In the data that follows, how many lines contain the word "execute"? Give only that number.

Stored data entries
■ ■ ■ ■ ■

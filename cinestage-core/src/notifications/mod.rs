// ============================================================================
// cinestage-core/src/notifications/mod.rs
// ============================================================================
//
// NOTIFICATIONS: Run Start/Success/Failure Push Messages
//
// The coordinator announces the start and end of every run through a
// `NotificationSender`. Sending is best effort: a failed notification is
// logged and never changes the outcome of the run.
//
// KEY COMPONENTS:
// - NotificationType: The messages a run can emit
// - NotificationSender: Trait implemented by backends
// - NtfyNotificationSender: ntfy.sh backend
// - NullNotificationSender: No-op backend

mod abstraction;
mod ntfy;

#[cfg(any(test, feature = "test-mocks"))]
pub mod mocks;

pub use abstraction::{NotificationSender, NotificationType, NullNotificationSender, hostname};
pub use ntfy::NtfyNotificationSender;
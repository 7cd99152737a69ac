// ============================================================================
// cinestage-core/src/enhance/interpolate.rs
// ============================================================================
//
// FRAME INTERPOLATION: Raising the Frame Rate to the Target
//
// Two engines are supported. `minterpolate` runs entirely inside the
// transcode engine. `rife` extracts a PNG sequence into a scoped temp
// directory, lets the RIFE binary synthesize the missing frames, and encodes
// the result at the target rate. The temp directory is dropped on every exit
// path.

use super::{EnhanceOutput, FRAME_PATTERN, InterpolationEngine, extract_frames_command, fps_arg, h264_encode};
use crate::error::{CoreError, CoreResult};
use crate::external::{ExpectedOutput, Filter, FilterGraph, Tool};
use crate::logging::log_subsection;
use crate::media::MediaArtifact;
use crate::pipeline::StageContext;
use crate::temp_files::create_temp_dir;

use log::{debug, info};
use serde_json::json;
use std::path::Path;

/// The motion-compensated interpolation filter targeting `target_fps`.
pub fn minterpolate_filter(target_fps: f64) -> FilterGraph {
    FilterGraph::simple([Filter::new("minterpolate")
        .kv("mi_mode", "mci")
        .kv("mc_mode", "aobmc")
        .kv("vsbmc", 1)
        .kv("fps", fps_arg(target_fps))])
}

/// Interpolates `input` to `target_fps`, writing `output`.
pub fn interpolate(
    ctx: &StageContext<'_>,
    input: &MediaArtifact,
    output: &Path,
    target_fps: f64,
) -> CoreResult<EnhanceOutput> {
    log_subsection("Frame Interpolation");
    if !(input.frame_rate.is_finite() && input.frame_rate > 0.0) {
        return Err(CoreError::Configuration(format!(
            "cannot interpolate {}: source frame rate unknown",
            input.path.display()
        )));
    }
    let multiplier = target_fps / input.frame_rate;
    let engine = ctx.config.enhance.interpolation_engine;
    info!(
        "Interpolating {} from {:.3} to {} fps ({:.2}x) with {}",
        input.path.display(),
        input.frame_rate,
        fps_arg(target_fps),
        multiplier,
        engine
    );

    match engine {
        InterpolationEngine::Minterpolate => run_minterpolate(ctx, input, output, target_fps)?,
        InterpolationEngine::Rife => run_rife(ctx, input, output, target_fps, multiplier)?,
    }

    let artifact = ctx.prober.probe(output)?;
    Ok(EnhanceOutput {
        metadata: json!({
            "engine": engine,
            "original_fps": input.frame_rate,
            "target_fps": target_fps,
            "multiplier": (multiplier * 100.0).round() / 100.0,
            "output_fps": artifact.frame_rate,
        }),
        artifact,
    })
}

fn run_minterpolate(
    ctx: &StageContext<'_>,
    input: &MediaArtifact,
    output: &Path,
    target_fps: f64,
) -> CoreResult<()> {
    let command = ctx
        .config
        .tools
        .ffmpeg()
        .opt("-i", &input.path)
        .filter("-filter:v", &minterpolate_filter(target_fps));
    let command = h264_encode(command, &ctx.config.enhance)
        .opt("-c:a", "copy")
        .output(output);
    ctx.invoker.execute(&command, ctx.cancel)?;
    Ok(())
}

fn run_rife(
    ctx: &StageContext<'_>,
    input: &MediaArtifact,
    output: &Path,
    target_fps: f64,
    multiplier: f64,
) -> CoreResult<()> {
    let tools = &ctx.config.tools;
    let stage_dir = output.parent().unwrap_or_else(|| Path::new("."));
    let scratch = create_temp_dir(&ctx.config.paths, stage_dir, "interpolate")?;
    let frames_dir = scratch.path().join("frames");
    let interpolated_dir = scratch.path().join("interpolated");

    ctx.invoker
        .execute(&extract_frames_command(tools, &input.path, &frames_dir), ctx.cancel)?;

    let source_frames = input
        .frame_count
        .unwrap_or_else(|| (input.duration_secs * input.frame_rate).round() as u64)
        .max(1);
    let target_frames = (source_frames as f64 * multiplier).ceil() as u64;
    debug!("RIFE: {} source frames -> {} target frames", source_frames, target_frames);

    let rife = tools
        .command(Tool::FrameInterpolation)
        .opt("-i", &frames_dir)
        .opt("-o", &interpolated_dir)
        .opt("-m", &ctx.config.enhance.rife_model)
        .opt("-n", target_frames.to_string())
        .opt("-f", FRAME_PATTERN)
        .expect(ExpectedOutput::NonEmptyDir(interpolated_dir.clone()));
    ctx.invoker.execute(&rife, ctx.cancel)?;

    let encode = tools
        .ffmpeg()
        .opt("-framerate", fps_arg(target_fps))
        .opt("-i", interpolated_dir.join(FRAME_PATTERN));
    let encode = h264_encode(encode, &ctx.config.enhance).output(output);
    ctx.invoker.execute(&encode, ctx.cancel)?;
    Ok(())
}
// ============================================================================
// cinestage-core/src/packaging/ladder.rs
// ============================================================================
//
// ENCODING LADDER: Resolution/Bitrate Rungs and Their Encoder Arguments

use crate::error::{CoreError, CoreResult};
use crate::external::{ExpectedOutput, Filter, FilterGraph, ToolCommand};
use crate::media::Resolution;

use serde::{Deserialize, Serialize};
use std::path::Path;

/// One rung of the ABR ladder.
#[derive(Debug, Clone, PartialEq, Serialize, Deserialize)]
pub struct EncodingProfile {
    pub name: String,
    #[serde(with = "resolution_string")]
    pub resolution: Resolution,
    pub bitrate_kbps: u32,
}

impl EncodingProfile {
    pub fn new(name: &str, width: u32, height: u32, bitrate_kbps: u32) -> Self {
        Self {
            name: name.to_string(),
            resolution: Resolution::new(width, height),
            bitrate_kbps,
        }
    }

    /// 1080p/5000k, 720p/2800k, 480p/1400k, 360p/800k.
    pub fn default_ladder() -> Vec<EncodingProfile> {
        vec![
            EncodingProfile::new("1080p", 1920, 1080, 5000),
            EncodingProfile::new("720p", 1280, 720, 2800),
            EncodingProfile::new("480p", 854, 480, 1400),
            EncodingProfile::new("360p", 640, 360, 800),
        ]
    }

    /// Advertised bandwidth in bits per second.
    pub fn bandwidth(&self) -> u64 {
        u64::from(self.bitrate_kbps) * 1000
    }

    pub fn validate(&self) -> CoreResult<()> {
        let valid_name = !self.name.is_empty()
            && self
                .name
                .chars()
                .all(|c| c.is_ascii_alphanumeric() || c == '_' || c == '-');
        if !valid_name {
            return Err(CoreError::Configuration(format!(
                "ladder profile name '{}' must be non-empty and use only [A-Za-z0-9_-]",
                self.name
            )));
        }
        if self.resolution.width == 0 || self.resolution.height == 0 {
            return Err(CoreError::Configuration(format!(
                "ladder profile '{}' has an empty resolution",
                self.name
            )));
        }
        if self.resolution.width % 2 != 0 || self.resolution.height % 2 != 0 {
            return Err(CoreError::Configuration(format!(
                "ladder profile '{}' resolution {} must have even dimensions for yuv420p",
                self.name, self.resolution
            )));
        }
        if self.bitrate_kbps == 0 {
            return Err(CoreError::Configuration(format!(
                "ladder profile '{}' needs a positive bitrate",
                self.name
            )));
        }
        Ok(())
    }
}

/// Keyframe interval in frames so every segment starts on a keyframe.
pub fn gop_frames(segment_secs: u32, frame_rate: f64) -> u32 {
    let frames = (f64::from(segment_secs) * frame_rate).round();
    if frames.is_finite() && frames >= 1.0 {
        frames as u32
    } else {
        1
    }
}

/// Appends the rung encode and HLS segmenting arguments to `command`.
///
/// Playlist and segments land in `variant_dir` as `<name>.m3u8` and
/// `<name>_%03d.ts`.
pub fn rung_arguments(
    command: ToolCommand,
    profile: &EncodingProfile,
    segment_secs: u32,
    frame_rate: f64,
    preset: &str,
    variant_dir: &Path,
) -> ToolCommand {
    let gop = gop_frames(segment_secs, frame_rate).to_string();
    let bitrate = format!("{}k", profile.bitrate_kbps);
    let scale = FilterGraph::simple([Filter::new("scale")
        .pos(profile.resolution.width)
        .pos(profile.resolution.height)
        .kv("flags", "lanczos")]);

    command
        .filter("-vf", &scale)
        .opt("-c:v", "libx264")
        .opt("-b:v", &bitrate)
        .opt("-maxrate", &bitrate)
        .opt("-bufsize", format!("{}k", u64::from(profile.bitrate_kbps) * 2))
        .opt("-preset", preset)
        .opt("-g", &gop)
        .opt("-keyint_min", &gop)
        .opt("-sc_threshold", "0")
        .opt(
            "-force_key_frames",
            format!("expr:gte(t,n_forced*{segment_secs})"),
        )
        .opt("-flags", "+cgop")
        .opt("-pix_fmt", "yuv420p")
        .opt("-c:a", "aac")
        .opt("-b:a", "128k")
        .opt("-hls_time", segment_secs.to_string())
        .opt("-hls_playlist_type", "vod")
        .opt(
            "-hls_segment_filename",
            variant_dir.join(format!("{}_%03d.ts", profile.name)),
        )
        .output(variant_dir.join(format!("{}.m3u8", profile.name)))
        // Segments are owned by the rung directory so a failed encode leaves none behind.
        .expect(ExpectedOutput::NonEmptyDir(variant_dir.to_path_buf()))
}

mod resolution_string {
    use crate::media::Resolution;
    use serde::{Deserialize, Deserializer, Serializer, de::Error};

    pub fn serialize<S: Serializer>(value: &Resolution, serializer: S) -> Result<S::Ok, S::Error> {
        serializer.collect_str(value)
    }

    pub fn deserialize<'de, D: Deserializer<'de>>(deserializer: D) -> Result<Resolution, D::Error> {
        let text = String::deserialize(deserializer)?;
        text.parse().map_err(D::Error::custom)
    }
}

■ ■ ■ ■ ■

*RESPONSE FOR THIS EXERCISE:*
4